Armstrong’s struggles might’ve derailed the band’s promotional plans for ¡Uno!, Dos!, and Tré! but in truth those records were patchy, an indulgent gathering of power pop, garage rock, and ballads. The band had decided consciously to write songs against the narrative and “operatic” ambitions of American Idiot (2004) and 21st Century Breakdown (2009). The less complex songs arrived quickly, but the band over-estimated their material; the ethos seemed to be, If it’s short and sounds like Clinton-era Green Day, it’s gotta be good! In hindsight, Armstrong recognized that ¡Uno!, Dos!, and Tré! “was very much like a writing machine and [the band] just kept going no matter what. Even to the point we’re forcing the material,” in another interview remarking that Green Day had hoped that the albums would amount to “our power-pop Exile on Main Street, and I understand it sounds a bit stiff and the production isn’t great. I love those songs, but a lot of it feels half-baked.” He added, “It was a weird time.”
Throwaway tracks abound across the albums (“Troublemaker,” “Fuck Time,” “Wow! That’s Loud!”, “Angel Blue,” etc.) but there are also a handful of really terrific songs: “Nuclear Family,” “Stay the Night,” “X Kid,” “Lazy Bones,” “Amanda,” and “Ashley” are prime 21st century Green Day, quick, fast, hook-driven rock and roll in touch with joy, darkness, confusion, and dysfunction, resonant anthems for the band’s freak- and loner-identifying fanbase. “Oh Love”and “Amy” (Armstrong’s poignant tribute to Amy Winehouse) slowed things without becoming precious. “Stop When the Red Lights Flash” I dug (and play very loudly) for the killer riff and changes. There are fans who detest and have theatrically disowned “Nightlife,” a mid-paced dance-floor jam featuring the once-and-gone Lady Cobra rapping, but I love the track for its cheery, ballsy attempt at doing something different. (The results are corny, but Dirnt’s bass line slaps. “Kill the DJ” wears a similar groove.) Suffice to say that ever since the albums’ releases countless subreddit members have played the feverish parlor game of condensing ¡Uno!, Dos!, and Tré! into One Great Green Day Album.
I’m neither a songwriter nor a musician, and so the songwriting process has always fascinated me. As I prose writer I share something with the songwriter—the essential movement from the noise in my head to the noise on the page—but the songwriter works with melody, chords, and keys, where the “music” (if any) in my sentences issues from somewhere else. No one’s walking around singing my essays, even to themselves.
Here’s the incomparable Nick Cave on the mystery of writing songs: “There’s an element to songwriting that I can’t explain, that comes from somewhere else.

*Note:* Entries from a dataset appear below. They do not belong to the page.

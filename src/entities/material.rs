//! Material entity - BOM parts with their sourcing options

use serde::{Deserialize, Serialize};

use crate::core::identity::MaterialId;

/// Make or buy decision
#[derive(Debug, Clone, Copy, PartialEq, Eq, Hash, Serialize, Deserialize)]
#[serde(rename_all = "UPPERCASE")]
pub enum MakeBuy {
    /// Manufactured in-house
    Make,
    /// Procured from an outside supplier
    Buy,
}

impl std::fmt::Display for MakeBuy {
    fn fmt(&self, f: &mut std::fmt::Formatter<'_>) -> std::fmt::Result {
        match self {
            MakeBuy::Make => write!(f, "MAKE"),
            MakeBuy::Buy => write!(f, "BUY"),
        }
    }
}

impl std::str::FromStr for MakeBuy {
    type Err = String;

    fn from_str(s: &str) -> Result<Self, Self::Err> {
        match s.to_lowercase().as_str() {
            "make" => Ok(MakeBuy::Make),
            "buy" => Ok(MakeBuy::Buy),
            _ => Err(format!("Invalid make/buy value: {}. Use 'make' or 'buy'", s)),
        }
    }
}

/// Suppliers able to run one process for a material
#[derive(Debug, Clone, PartialEq, Eq, Serialize, Deserialize)]
pub struct ProcessSourcing {
    /// Process name (e.g. "SAND CAST", "BROUGHT OUT")
    #[serde(rename = "processType")]
    pub process_type: String,

    /// Supplier names in the order they were added, without duplicates
    #[serde(default)]
    pub suppliers: Vec<String>,
}

impl ProcessSourcing {
    pub fn new(process_type: impl Into<String>) -> Self {
        Self {
            process_type: process_type.into(),
            suppliers: Vec::new(),
        }
    }

    /// Add a supplier unless it is already listed. Returns true if added.
    pub fn add_supplier(&mut self, supplier: &str) -> bool {
        if self.has_supplier(supplier) {
            return false;
        }
        self.suppliers.push(supplier.to_string());
        true
    }

    pub fn has_supplier(&self, supplier: &str) -> bool {
        self.suppliers.iter().any(|s| s == supplier)
    }
}

/// A BOM part as seen by readers of the registry
#[derive(Debug, Clone, PartialEq, Serialize, Deserialize)]
pub struct Material {
    /// Unique identifier
    pub id: MaterialId,

    /// Part name, used as the rate table key (not unique across the tree)
    pub name: String,

    /// Quantity per assembly
    pub qty: f64,

    /// Make or buy, if decided
    #[serde(rename = "type", default)]
    pub make_buy: Option<MakeBuy>,

    /// Sourcing options, one per process
    #[serde(default)]
    pub sourcing: Vec<ProcessSourcing>,

    /// Sub-assembly parts
    #[serde(default, skip_serializing_if = "Vec::is_empty")]
    pub children: Vec<Material>,
}

impl Material {
    /// Find the sourcing entry for a process
    pub fn process(&self, process_type: &str) -> Option<&ProcessSourcing> {
        self.sourcing.iter().find(|p| p.process_type == process_type)
    }

    /// All (process, supplier) pairs this material can be sourced through
    pub fn sourcing_pairs(&self) -> impl Iterator<Item = (&str, &str)> {
        self.sourcing.iter().flat_map(|p| {
            p.suppliers
                .iter()
                .map(move |s| (p.process_type.as_str(), s.as_str()))
        })
    }
}

/// Input for adding a material to the registry
#[derive(Debug, Clone, PartialEq, Serialize, Deserialize)]
pub struct NewMaterial {
    /// Caller-chosen id; one is generated when absent
    #[serde(default, skip_serializing_if = "Option::is_none")]
    pub id: Option<MaterialId>,

    pub name: String,

    #[serde(default = "default_qty")]
    pub qty: f64,

    #[serde(rename = "type", default)]
    pub make_buy: Option<MakeBuy>,

    /// Initial sourcing; normalized on insert
    #[serde(default, skip_serializing_if = "Vec::is_empty")]
    pub sourcing: Vec<ProcessSourcing>,

    /// Sub-assembly parts, added as children
    #[serde(default, skip_serializing_if = "Vec::is_empty")]
    pub children: Vec<NewMaterial>,
}

fn default_qty() -> f64 {
    1.0
}

impl NewMaterial {
    pub fn new(name: impl Into<String>, qty: f64, make_buy: Option<MakeBuy>) -> Self {
        Self {
            id: None,
            name: name.into(),
            qty,
            make_buy,
            sourcing: Vec::new(),
            children: Vec::new(),
        }
    }

    /// Use a caller-supplied id instead of a generated one
    pub fn with_id(mut self, id: impl Into<MaterialId>) -> Self {
        self.id = Some(id.into());
        self
    }
}

/// Display node for the BOM tree
#[derive(Debug, Clone, PartialEq, Serialize, Deserialize)]
pub struct BomNode {
    pub label: String,
    pub key: String,
    pub qty: f64,
    #[serde(default, skip_serializing_if = "Vec::is_empty")]
    pub children: Vec<BomNode>,
}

I can’t explain that dividing line between nothing and something that happens within a song, where you have absolutely nothing, and then suddenly you have something. It’s like the origin of the universe.”
When Billie Joe Armstrong was asked where he thinks his best songs come from, he replied, “I don’t know. I really don’t.”
It comes from somewhere deep down inside of you that you didn’t even know existed. It’s kind of like seeing a shrink or something. (Laughs) There can be a lot of anger, or sadness, or joy, that you had but you didn’t even know you really had—but it can all come out. You feel a connection with it, and so other people can, too. You strike a nerve.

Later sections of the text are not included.